Answer with the exact lines of the following material from the one containing "telemetry::init(&config.telemetry)?;" through the one containing "let addr = config.server.socket_addr()?;", both end lines included.

*****

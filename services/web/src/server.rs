use crate::cli::ServeArgs;
use crate::infra::{open_store, AppState};
use crate::routes::with_inquiry_routes;
use axum::Extension;
use axum_prometheus::PrometheusMetricLayer;
use std::sync::atomic::Ordering;
use std::sync::Arc;
use techforge::config::AppConfig;
use techforge::error::AppError;
use techforge::inquiries::InquiryService;
use techforge::notifications::ConfiguredMailer;
use techforge::telemetry;
use tracing::info;

pub(crate) async fn run(mut args: ServeArgs) -> Result<(), AppError> {
    let mut config = AppConfig::load()?;

    if let Some(host) = args.host.take() {
        config.server.host = host;
    }
    if let Some(port) = args.port.take() {
        config.server.port = port;
    }

    telemetry::init(&config.telemetry)?;

    let (prometheus_layer, prometheus_handle) = PrometheusMetricLayer::pair();
    let readiness_flag = Arc::new(std::sync::atomic::AtomicBool::new(false));
    let app_state = AppState {
        readiness: readiness_flag.clone(),
        metrics: Arc::new(prometheus_handle),
    };

    let store = Arc::new(open_store(&config)?);
    let mailer = Arc::new(ConfiguredMailer::from_config(&config.mail.transport)?);
    let inquiry_service = Arc::new(InquiryService::new(
        store,
        mailer,
        config.mail.settings.clone(),
    ));

    let app = with_inquiry_routes(inquiry_service)
        .layer(Extension(app_state))
        .layer(prometheus_layer);

    let addr = config.server.socket_addr()?;
    let listener = tokio::net::TcpListener::bind(addr).await?;
    readiness_flag.store(true, Ordering::Release);

    info!(?config.environment, %addr, "techforge site ready");

    axum::serve(listener, app).await?;
    Ok(())
}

*****

▶ ANSWER BELOW:
    telemetry::init(&config.telemetry)?;

    let (prometheus_layer, prometheus_handle) = PrometheusMetricLayer::pair();
    let readiness_flag = Arc::new(std::sync::atomic::AtomicBool::new(false));
    let app_state = AppState {
        readiness: readiness_flag.clone(),
        metrics: Arc::new(prometheus_handle),
    };

    let store = Arc::new(open_store(&config)?);
    let mailer = Arc::new(ConfiguredMailer::from_config(&config.mail.transport)?);
    let inquiry_service = Arc::new(InquiryService::new(
        store,
        mailer,
        config.mail.settings.clone(),
    ));

    let app = with_inquiry_routes(inquiry_service)
        .layer(Extension(app_state))
        .layer(prometheus_layer);

    let addr = config.server.socket_addr()?;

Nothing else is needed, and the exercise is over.